• [INPUT DATA]:
____

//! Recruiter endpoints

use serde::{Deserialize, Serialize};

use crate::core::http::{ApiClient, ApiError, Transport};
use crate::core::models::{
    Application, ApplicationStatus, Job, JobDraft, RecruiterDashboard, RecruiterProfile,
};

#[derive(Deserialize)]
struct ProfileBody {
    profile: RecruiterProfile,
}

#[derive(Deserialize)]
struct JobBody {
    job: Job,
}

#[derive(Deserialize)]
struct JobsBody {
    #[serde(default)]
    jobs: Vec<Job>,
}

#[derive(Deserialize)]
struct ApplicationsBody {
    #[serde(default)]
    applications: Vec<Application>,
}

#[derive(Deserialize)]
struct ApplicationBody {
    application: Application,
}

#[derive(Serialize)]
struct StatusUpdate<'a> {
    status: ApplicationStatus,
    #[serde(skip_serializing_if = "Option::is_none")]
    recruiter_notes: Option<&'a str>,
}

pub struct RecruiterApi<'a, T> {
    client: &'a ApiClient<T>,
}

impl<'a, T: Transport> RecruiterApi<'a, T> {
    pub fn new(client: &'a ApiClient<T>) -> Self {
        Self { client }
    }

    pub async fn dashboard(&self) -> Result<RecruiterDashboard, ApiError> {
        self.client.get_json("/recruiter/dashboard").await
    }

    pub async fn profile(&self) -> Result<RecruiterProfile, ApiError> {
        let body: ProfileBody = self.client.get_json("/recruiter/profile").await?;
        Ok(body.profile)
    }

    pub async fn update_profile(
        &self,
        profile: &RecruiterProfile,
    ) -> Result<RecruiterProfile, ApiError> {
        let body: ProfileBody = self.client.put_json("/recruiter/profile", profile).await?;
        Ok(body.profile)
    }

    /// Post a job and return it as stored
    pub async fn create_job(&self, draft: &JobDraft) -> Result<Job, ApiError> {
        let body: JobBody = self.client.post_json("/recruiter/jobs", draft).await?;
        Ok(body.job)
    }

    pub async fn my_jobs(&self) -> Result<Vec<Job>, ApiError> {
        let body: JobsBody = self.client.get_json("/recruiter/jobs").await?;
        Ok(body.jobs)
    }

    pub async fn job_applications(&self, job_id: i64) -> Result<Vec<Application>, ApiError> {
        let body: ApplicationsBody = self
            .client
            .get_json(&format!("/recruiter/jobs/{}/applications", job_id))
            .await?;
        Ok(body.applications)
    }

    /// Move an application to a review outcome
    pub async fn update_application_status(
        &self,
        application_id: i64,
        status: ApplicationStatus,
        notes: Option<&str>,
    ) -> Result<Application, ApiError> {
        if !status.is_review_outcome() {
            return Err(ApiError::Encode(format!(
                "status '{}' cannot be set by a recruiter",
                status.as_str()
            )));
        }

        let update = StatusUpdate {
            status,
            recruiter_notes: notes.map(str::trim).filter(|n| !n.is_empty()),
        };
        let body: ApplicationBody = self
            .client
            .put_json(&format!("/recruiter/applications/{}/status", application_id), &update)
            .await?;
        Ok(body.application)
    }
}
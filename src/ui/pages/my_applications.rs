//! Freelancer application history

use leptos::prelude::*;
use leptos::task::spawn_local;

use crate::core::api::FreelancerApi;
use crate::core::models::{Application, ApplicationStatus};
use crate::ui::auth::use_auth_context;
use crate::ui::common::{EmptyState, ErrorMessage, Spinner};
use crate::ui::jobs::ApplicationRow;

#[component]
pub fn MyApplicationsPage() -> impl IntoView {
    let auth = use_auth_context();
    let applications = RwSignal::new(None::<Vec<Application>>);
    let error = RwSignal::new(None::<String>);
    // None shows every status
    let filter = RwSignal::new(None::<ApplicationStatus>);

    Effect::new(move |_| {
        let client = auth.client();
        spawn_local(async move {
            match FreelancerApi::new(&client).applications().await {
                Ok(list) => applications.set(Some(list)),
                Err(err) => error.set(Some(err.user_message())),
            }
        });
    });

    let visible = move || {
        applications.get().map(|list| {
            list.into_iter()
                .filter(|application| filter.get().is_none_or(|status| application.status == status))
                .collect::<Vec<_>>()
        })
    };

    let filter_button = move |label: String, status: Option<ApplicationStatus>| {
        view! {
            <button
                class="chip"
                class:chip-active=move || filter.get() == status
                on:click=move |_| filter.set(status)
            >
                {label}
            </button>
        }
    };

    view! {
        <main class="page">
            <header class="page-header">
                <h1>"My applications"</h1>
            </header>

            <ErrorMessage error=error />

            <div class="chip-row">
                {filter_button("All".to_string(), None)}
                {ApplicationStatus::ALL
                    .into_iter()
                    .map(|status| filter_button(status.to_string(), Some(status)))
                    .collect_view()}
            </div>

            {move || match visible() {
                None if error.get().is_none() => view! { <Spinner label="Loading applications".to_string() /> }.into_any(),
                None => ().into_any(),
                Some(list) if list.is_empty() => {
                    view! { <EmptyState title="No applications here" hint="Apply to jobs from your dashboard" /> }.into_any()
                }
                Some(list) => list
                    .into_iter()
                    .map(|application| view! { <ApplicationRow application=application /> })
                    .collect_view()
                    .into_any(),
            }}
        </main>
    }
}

____

• [TASK TO COMPLETE]: Scan the material above for the string "visible" and copy every line that has it.

• [FINAL ANSWER]:
    let visible = move || {
            {move || match visible() {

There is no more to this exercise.